### Exercise
Find and copy each line of the data that includes "request".
- - -
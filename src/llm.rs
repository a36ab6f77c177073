//! Answer generation with a hosted language model.
//!
//! Two backends are supported:
//! - **Gemini**: `POST {base_url}/{model}:generateContent`
//! - **Groq**: OpenAI-compatible `POST {base_url}/chat/completions`
//!
//! [`generate_answer`] never fails. A missing API key or a provider error
//! becomes the answer text, so the chat endpoint can always respond.

use anyhow::Result;
use async_trait::async_trait;
use reqwest::Client;
use serde_json::json;
use std::time::Duration;

use crate::config::{Config, LlmProviderConfig};

const INSTRUCTION: &str = "You are a helpful RAG assistant. Use the provided context to answer the user. If the answer is not in the context, say you are not certain.";

/// Assemble the single-turn prompt sent to the model.
///
/// ```rust
/// let prompt = docqa::llm::build_prompt("What is X?", "X is a letter.");
/// assert!(prompt.ends_with("Context:\nX is a letter.\n\nUser:\nWhat is X?"));
/// ```
pub fn build_prompt(query: &str, context: &str) -> String {
    format!("{}\n\nContext:\n{}\n\nUser:\n{}", INSTRUCTION, context, query)
}

/// A hosted model that turns a prompt into text.
#[async_trait]
pub trait AnswerBackend: Send + Sync {
    /// Display name used in error answers, e.g. `"Groq"`.
    fn name(&self) -> &'static str;

    async fn complete(&self, prompt: &str, model: &str) -> Result<String>;
}

/// Generate an answer for `query` grounded in `context`.
///
/// `provider` is matched case-insensitively; `"groq"` selects Groq and any
/// other value selects Gemini. `model` overrides the configured model.
pub async fn generate_answer(
    config: &Config,
    query: &str,
    context: &str,
    provider: &str,
    model: Option<&str>,
) -> String {
    let prompt = build_prompt(query, context);
    let provider = provider.trim().to_lowercase();

    let settings = if provider == "groq" {
        &config.llm.groq
    } else {
        &config.llm.gemini
    };
    let label = if provider == "groq" { "Groq" } else { "Gemini" };

    let api_key = match settings.resolve_api_key() {
        Some(key) => key,
        None => return format!("{} API key not configured.", label),
    };

    let backend: Result<Box<dyn AnswerBackend>> = if provider == "groq" {
        GroqBackend::new(config, settings, api_key).map(|b| Box::new(b) as Box<dyn AnswerBackend>)
    } else {
        GeminiBackend::new(config, settings, api_key).map(|b| Box::new(b) as Box<dyn AnswerBackend>)
    };

    let model = model
        .map(str::trim)
        .filter(|m| !m.is_empty())
        .unwrap_or(settings.model.as_str());

    let result = match backend {
        Ok(backend) => {
            tracing::debug!(backend = backend.name(), model, "generating answer");
            backend.complete(&prompt, model).await
        }
        Err(e) => Err(e),
    };

    match result {
        Ok(text) => text,
        Err(e) => {
            tracing::warn!(provider = label, model, error = %e, "answer generation failed");
            format!("{} error: {}", label, e)
        }
    }
}

// ============ Gemini ============

pub struct GeminiBackend {
    client: Client,
    base_url: String,
    api_key: String,
    max_retries: u32,
}

impl GeminiBackend {
    pub fn new(config: &Config, settings: &LlmProviderConfig, api_key: String) -> Result<Self> {
        let client = Client::builder()
            .timeout(Duration::from_secs(config.llm.timeout_secs))
            .connect_timeout(Duration::from_secs(30))
            .build()?;
        Ok(Self {
            client,
            base_url: settings.base_url.clone(),
            api_key,
            max_retries: config.llm.max_retries,
        })
    }
}

#[async_trait]
impl AnswerBackend for GeminiBackend {
    fn name(&self) -> &'static str {
        "Gemini"
    }

    async fn complete(&self, prompt: &str, model: &str) -> Result<String> {
        let model = if model.starts_with("models/") {
            model.to_string()
        } else {
            format!("models/{}", model)
        };
        let url = format!(
            "{}/{}:generateContent",
            self.base_url.trim_end_matches('/'),
            model
        );
        let body = json!({
            "contents": [{ "parts": [{ "text": prompt }] }]
        });

        let request = self
            .client
            .post(&url)
            .header("x-goog-api-key", &self.api_key)
            .json(&body);

        let response = send_with_retry(request, self.max_retries).await?;
        parse_gemini_response(&response)
    }
}

/// Concatenated text of the first candidate; empty when there is none.
fn parse_gemini_response(json: &serde_json::Value) -> Result<String> {
    if let Some(err) = json.get("error") {
        let message = err
            .get("message")
            .and_then(|m| m.as_str())
            .unwrap_or("unknown error");
        anyhow::bail!("{}", message);
    }

    let text = json
        .get("candidates")
        .and_then(|c| c.get(0))
        .and_then(|c| c.pointer("/content/parts"))
        .and_then(|p| p.as_array())
        .map(|parts| {
            parts
                .iter()
                .filter_map(|p| p.get("text").and_then(|t| t.as_str()))
                .collect::<String>()
        })
        .unwrap_or_default();

    Ok(text)
}

// ============ Groq ============

pub struct GroqBackend {
    client: Client,
    base_url: String,
    api_key: String,
    temperature: f32,
    max_retries: u32,
}

impl GroqBackend {
    pub fn new(config: &Config, settings: &LlmProviderConfig, api_key: String) -> Result<Self> {
        // Proxy variables from the environment are ignored for Groq
        let client = Client::builder()
            .no_proxy()
            .timeout(Duration::from_secs(config.llm.timeout_secs))
            .connect_timeout(Duration::from_secs(30))
            .build()?;
        Ok(Self {
            client,
            base_url: settings.base_url.clone(),
            api_key,
            temperature: config.llm.temperature,
            max_retries: config.llm.max_retries,
        })
    }
}

#[async_trait]
impl AnswerBackend for GroqBackend {
    fn name(&self) -> &'static str {
        "Groq"
    }

    async fn complete(&self, prompt: &str, model: &str) -> Result<String> {
        let url = format!("{}/chat/completions", self.base_url.trim_end_matches('/'));
        let body = json!({
            "model": model,
            "messages": [{ "role": "user", "content": prompt }],
            "temperature": self.temperature,
        });

        let request = self
            .client
            .post(&url)
            .header("Authorization", format!("Bearer {}", self.api_key))
            .json(&body);

        let response = send_with_retry(request, self.max_retries).await?;
        parse_groq_response(&response)
    }
}

fn parse_groq_response(json: &serde_json::Value) -> Result<String> {
    let choices = json
        .get("choices")
        .and_then(|c| c.as_array())
        .cloned()
        .unwrap_or_default();

    let first = match choices.first() {
        Some(choice) => choice,
        None => return Ok("No response choices returned from Groq.".to_string()),
    };

    let content = first
        .pointer("/message/content")
        .and_then(|c| c.as_str())
        .unwrap_or("");

    if content.is_empty() {
        Ok("No response generated.".to_string())
    } else {
        Ok(content.to_string())
    }
}

// ============ Transport ============

/// Send a prepared request, retrying rate limits, server errors, and
/// network failures with exponential backoff starting at 500ms.
async fn send_with_retry(
    request: reqwest::RequestBuilder,
    max_retries: u32,
) -> Result<serde_json::Value> {
    let mut last_error = None;

    for attempt in 0..=max_retries {
        if attempt > 0 {
            let delay = Duration::from_millis(500 << (attempt - 1).min(5));
            tracing::info!(attempt, ?delay, "retrying LLM request");
            tokio::time::sleep(delay).await;
        }

        let req = request
            .try_clone()
            .ok_or_else(|| anyhow::anyhow!("request body can not be retried"))?;

        match req.send().await {
            Ok(response) => {
                let status = response.status();
                if status.is_success() {
                    let body = response.text().await?;
                    tracing::debug!(%status, body_len = body.len(), "LLM response received");
                    return Ok(serde_json::from_str(&body)?);
                }

                let is_transient = status.is_server_error() || status.as_u16() == 429;
                let body = response
                    .text()
                    .await
                    .unwrap_or_else(|_| "could not read body".to_string());

                if is_transient && attempt < max_retries {
                    tracing::warn!(%status, attempt, "transient LLM API error: {}", body);
                    last_error = Some(anyhow::anyhow!("API error ({}): {}", status, body));
                    continue;
                }
                anyhow::bail!("API error ({}): {}", status, body);
            }
            Err(e) if attempt < max_retries => {
                tracing::warn!(error = %e, attempt, "network error during LLM request");
                last_error = Some(anyhow::Error::from(e));
            }
            Err(e) => return Err(anyhow::Error::from(e)),
        }
    }

    Err(last_error
        .unwrap_or_else(|| anyhow::anyhow!("LLM request failed after {} attempts", max_retries + 1)))
}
- - -
### Exercise response
        let request = self
        let response = send_with_retry(request, self.max_retries).await?;
        let request = self
        let response = send_with_retry(request, self.max_retries).await?;
/// Send a prepared request, retrying rate limits, server errors, and
    request: reqwest::RequestBuilder,
            tracing::info!(attempt, ?delay, "retrying LLM request");
        let req = request
            .ok_or_else(|| anyhow::anyhow!("request body can not be retried"))?;
                tracing::warn!(error = %e, attempt, "network error during LLM request");
        .unwrap_or_else(|| anyhow::anyhow!("LLM request failed after {} attempts", max_retries + 1)))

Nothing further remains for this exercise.